• Work required:
Retype the data below in full, keeping every character as it is.

• Stored items:

use std::sync::Arc;

use super::query::{TaskFilter, TaskPredicates, TaskQuery};
use super::store::TaskStore;
use super::{NewTask, Task, TaskId, TaskPage, TaskPriority, TaskRequest, TaskResponse};
use super::{TaskServiceError, TaskStatistics, TaskStatus};
use crate::clock::Clock;

/// Shared handles the task handlers build a [`TaskService`] from.
#[derive(Clone)]
pub struct TaskState {
    pub store: Arc<dyn TaskStore>,
    pub clock: Arc<dyn Clock>,
}

impl TaskState {
    pub fn new(store: Arc<dyn TaskStore>, clock: Arc<dyn Clock>) -> Self {
        Self { store, clock }
    }

    pub fn service(&self) -> TaskService<'_> {
        TaskService::new(self.store.as_ref(), self.clock.as_ref())
    }
}

pub struct TaskService<'a> {
    store: &'a dyn TaskStore,
    clock: &'a dyn Clock,
}

impl<'a> TaskService<'a> {
    pub fn new(store: &'a dyn TaskStore, clock: &'a dyn Clock) -> TaskService<'a> {
        TaskService { store, clock }
    }

    fn to_response(&self, task: Task) -> TaskResponse {
        TaskResponse::from_task(task, self.clock.today())
    }

    async fn find_task(&self, id: TaskId) -> Result<Task, TaskServiceError> {
        self.store.get_by_id(id).await?.ok_or_else(|| {
            tracing::warn!("Task not found with ID: {}", id);
            TaskServiceError::NotFound(id)
        })
    }

    /// Creates a new task.
    ///
    /// # Arguments
    ///
    /// * `request` - The unvalidated task fields.
    ///
    /// # Returns
    ///
    /// A `Result` containing the stored task, or `ValidationFailed` /
    /// `InvalidArgument` when the request is rejected.
    #[tracing::instrument(skip(self))]
    pub async fn create_task(&self, request: TaskRequest) -> Result<TaskResponse, TaskServiceError> {
        tracing::info!(
            "Creating new task with title: {}",
            request.title.as_deref().unwrap_or_default()
        );
        let changes = request.into_changes()?;

        let task = self
            .store
            .insert(NewTask::new(changes, self.clock.now()))
            .await?;
        tracing::info!("Task created successfully with ID: {}", task.id());
        Ok(self.to_response(task))
    }

    /// Retrieves a task by its ID.
    #[tracing::instrument(skip(self))]
    pub async fn get_task(&self, id: TaskId) -> Result<TaskResponse, TaskServiceError> {
        let task = self.find_task(id).await?;
        Ok(self.to_response(task))
    }

    /// Replaces the editable fields of a task.
    ///
    /// The request is validated before the task is looked up, so an invalid
    /// request for a missing ID reports the validation problem.
    #[tracing::instrument(skip(self))]
    pub async fn update_task(
        &self,
        id: TaskId,
        request: TaskRequest,
    ) -> Result<TaskResponse, TaskServiceError> {
        let changes = request.into_changes()?;
        let mut task = self.find_task(id).await?;

        task.apply_update(changes, self.clock.now());
        let updated_task = self.store.save(task).await?;
        tracing::info!("Task updated successfully with ID: {}", updated_task.id());
        Ok(self.to_response(updated_task))
    }

    /// Deletes a task by its ID.
    #[tracing::instrument(skip(self))]
    pub async fn delete_task(&self, id: TaskId) -> Result<(), TaskServiceError> {
        if !self.store.exists_by_id(id).await? || !self.store.delete_by_id(id).await? {
            tracing::warn!("Task not found with ID: {}", id);
            return Err(TaskServiceError::NotFound(id));
        }
        tracing::info!("Task deleted successfully with ID: {}", id);
        Ok(())
    }

    /// Lists one page of tasks matching the filter.
    #[tracing::instrument(skip(self))]
    pub async fn get_tasks(&self, filter: &TaskFilter) -> Result<TaskPage, TaskServiceError> {
        let query = TaskQuery::resolve(filter, self.clock.today())?;
        let (tasks, total) = self.store.query(&query).await?;

        let content = tasks
            .into_iter()
            .map(|task| self.to_response(task))
            .collect();
        Ok(TaskPage::new(content, total, query.page.page, query.page.size))
    }

    /// Flips a task between pending and completed.
    #[tracing::instrument(skip(self))]
    pub async fn toggle_task_completion(&self, id: TaskId) -> Result<TaskResponse, TaskServiceError> {
        let mut task = self.find_task(id).await?;

        task.toggle_completion(self.clock.now());
        let updated_task = self.store.save(task).await?;
        tracing::info!(
            "Task completion status toggled for ID: {} to status: {}",
            id,
            updated_task.status()
        );
        Ok(self.to_response(updated_task))
    }

    /// Lists every task that is overdue today, earliest due date first.
    #[tracing::instrument(skip(self))]
    pub async fn get_overdue_tasks(&self) -> Result<Vec<TaskResponse>, TaskServiceError> {
        let predicates = TaskPredicates::all().overdue_on(self.clock.today());
        let tasks = self.store.find_where(&predicates).await?;
        Ok(tasks.into_iter().map(|task| self.to_response(task)).collect())
    }

    /// Counts tasks by status, priority and overdue state.
    #[tracing::instrument(skip(self))]
    pub async fn get_statistics(&self) -> Result<TaskStatistics, TaskServiceError> {
        let today = self.clock.today();

        let total_tasks = self.store.count_where(&TaskPredicates::all()).await?;
        let pending_tasks = self
            .store
            .count_where(&TaskPredicates::all().with_status(TaskStatus::Pending))
            .await?;
        let completed_tasks = self
            .store
            .count_where(&TaskPredicates::all().with_status(TaskStatus::Completed))
            .await?;
        let high_priority_tasks = self
            .store
            .count_where(&TaskPredicates::all().with_priority(TaskPriority::High))
            .await?;
        let overdue_tasks = self
            .store
            .count_where(&TaskPredicates::all().overdue_on(today))
            .await?;

        Ok(TaskStatistics {
            total_tasks,
            pending_tasks,
            completed_tasks,
            overdue_tasks,
            high_priority_tasks,
        })
    }
}
pub use sea_orm_migration::prelude::*;

mod m20250901_000001_create_tasks_table;
mod m20250901_000002_add_task_indexes;

pub struct Migrator;

#[async_trait::async_trait]
impl MigratorTrait for Migrator {
    fn migrations() -> Vec<Box<dyn MigrationTrait>> {
        vec![
            Box::new(m20250901_000001_create_tasks_table::Migration),
            Box::new(m20250901_000002_add_task_indexes::Migration),
        ]
    }
}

• Result for this exercise:
use std::sync::Arc;

use super::query::{TaskFilter, TaskPredicates, TaskQuery};
use super::store::TaskStore;
use super::{NewTask, Task, TaskId, TaskPage, TaskPriority, TaskRequest, TaskResponse};
use super::{TaskServiceError, TaskStatistics, TaskStatus};
use crate::clock::Clock;

/// Shared handles the task handlers build a [`TaskService`] from.
#[derive(Clone)]
pub struct TaskState {
    pub store: Arc<dyn TaskStore>,
    pub clock: Arc<dyn Clock>,
}

impl TaskState {
    pub fn new(store: Arc<dyn TaskStore>, clock: Arc<dyn Clock>) -> Self {
        Self { store, clock }
    }

    pub fn service(&self) -> TaskService<'_> {
        TaskService::new(self.store.as_ref(), self.clock.as_ref())
    }
}

pub struct TaskService<'a> {
    store: &'a dyn TaskStore,
    clock: &'a dyn Clock,
}

impl<'a> TaskService<'a> {
    pub fn new(store: &'a dyn TaskStore, clock: &'a dyn Clock) -> TaskService<'a> {
        TaskService { store, clock }
    }

    fn to_response(&self, task: Task) -> TaskResponse {
        TaskResponse::from_task(task, self.clock.today())
    }

    async fn find_task(&self, id: TaskId) -> Result<Task, TaskServiceError> {
        self.store.get_by_id(id).await?.ok_or_else(|| {
            tracing::warn!("Task not found with ID: {}", id);
            TaskServiceError::NotFound(id)
        })
    }

    /// Creates a new task.
    ///
    /// # Arguments
    ///
    /// * `request` - The unvalidated task fields.
    ///
    /// # Returns
    ///
    /// A `Result` containing the stored task, or `ValidationFailed` /
    /// `InvalidArgument` when the request is rejected.
    #[tracing::instrument(skip(self))]
    pub async fn create_task(&self, request: TaskRequest) -> Result<TaskResponse, TaskServiceError> {
        tracing::info!(
            "Creating new task with title: {}",
            request.title.as_deref().unwrap_or_default()
        );
        let changes = request.into_changes()?;

        let task = self
            .store
            .insert(NewTask::new(changes, self.clock.now()))
            .await?;
        tracing::info!("Task created successfully with ID: {}", task.id());
        Ok(self.to_response(task))
    }

    /// Retrieves a task by its ID.
    #[tracing::instrument(skip(self))]
    pub async fn get_task(&self, id: TaskId) -> Result<TaskResponse, TaskServiceError> {
        let task = self.find_task(id).await?;
        Ok(self.to_response(task))
    }

    /// Replaces the editable fields of a task.
    ///
    /// The request is validated before the task is looked up, so an invalid
    /// request for a missing ID reports the validation problem.
    #[tracing::instrument(skip(self))]
    pub async fn update_task(
        &self,
        id: TaskId,
        request: TaskRequest,
    ) -> Result<TaskResponse, TaskServiceError> {
        let changes = request.into_changes()?;
        let mut task = self.find_task(id).await?;

        task.apply_update(changes, self.clock.now());
        let updated_task = self.store.save(task).await?;
        tracing::info!("Task updated successfully with ID: {}", updated_task.id());
        Ok(self.to_response(updated_task))
    }

    /// Deletes a task by its ID.
    #[tracing::instrument(skip(self))]
    pub async fn delete_task(&self, id: TaskId) -> Result<(), TaskServiceError> {
        if !self.store.exists_by_id(id).await? || !self.store.delete_by_id(id).await? {
            tracing::warn!("Task not found with ID: {}", id);
            return Err(TaskServiceError::NotFound(id));
        }
        tracing::info!("Task deleted successfully with ID: {}", id);
        Ok(())
    }

    /// Lists one page of tasks matching the filter.
    #[tracing::instrument(skip(self))]
    pub async fn get_tasks(&self, filter: &TaskFilter) -> Result<TaskPage, TaskServiceError> {
        let query = TaskQuery::resolve(filter, self.clock.today())?;
        let (tasks, total) = self.store.query(&query).await?;

        let content = tasks
            .into_iter()
            .map(|task| self.to_response(task))
            .collect();
        Ok(TaskPage::new(content, total, query.page.page, query.page.size))
    }

    /// Flips a task between pending and completed.
    #[tracing::instrument(skip(self))]
    pub async fn toggle_task_completion(&self, id: TaskId) -> Result<TaskResponse, TaskServiceError> {
        let mut task = self.find_task(id).await?;

        task.toggle_completion(self.clock.now());
        let updated_task = self.store.save(task).await?;
        tracing::info!(
            "Task completion status toggled for ID: {} to status: {}",
            id,
            updated_task.status()
        );
        Ok(self.to_response(updated_task))
    }

    /// Lists every task that is overdue today, earliest due date first.
    #[tracing::instrument(skip(self))]
    pub async fn get_overdue_tasks(&self) -> Result<Vec<TaskResponse>, TaskServiceError> {
        let predicates = TaskPredicates::all().overdue_on(self.clock.today());
        let tasks = self.store.find_where(&predicates).await?;
        Ok(tasks.into_iter().map(|task| self.to_response(task)).collect())
    }

    /// Counts tasks by status, priority and overdue state.
    #[tracing::instrument(skip(self))]
    pub async fn get_statistics(&self) -> Result<TaskStatistics, TaskServiceError> {
        let today = self.clock.today();

        let total_tasks = self.store.count_where(&TaskPredicates::all()).await?;
        let pending_tasks = self
            .store
            .count_where(&TaskPredicates::all().with_status(TaskStatus::Pending))
            .await?;
        let completed_tasks = self
            .store
            .count_where(&TaskPredicates::all().with_status(TaskStatus::Completed))
            .await?;
        let high_priority_tasks = self
            .store
            .count_where(&TaskPredicates::all().with_priority(TaskPriority::High))
            .await?;
        let overdue_tasks = self
            .store
            .count_where(&TaskPredicates::all().overdue_on(today))
            .await?;

        Ok(TaskStatistics {
            total_tasks,
            pending_tasks,
            completed_tasks,
            overdue_tasks,
            high_priority_tasks,
        })
    }
}
pub use sea_orm_migration::prelude::*;

mod m20250901_000001_create_tasks_table;
mod m20250901_000002_add_task_indexes;

pub struct Migrator;

#[async_trait::async_trait]
impl MigratorTrait for Migrator {
    fn migrations() -> Vec<Box<dyn MigrationTrait>> {
        vec![
            Box::new(m20250901_000001_create_tasks_table::Migration),
            Box::new(m20250901_000002_add_task_indexes::Migration),
        ]
    }
}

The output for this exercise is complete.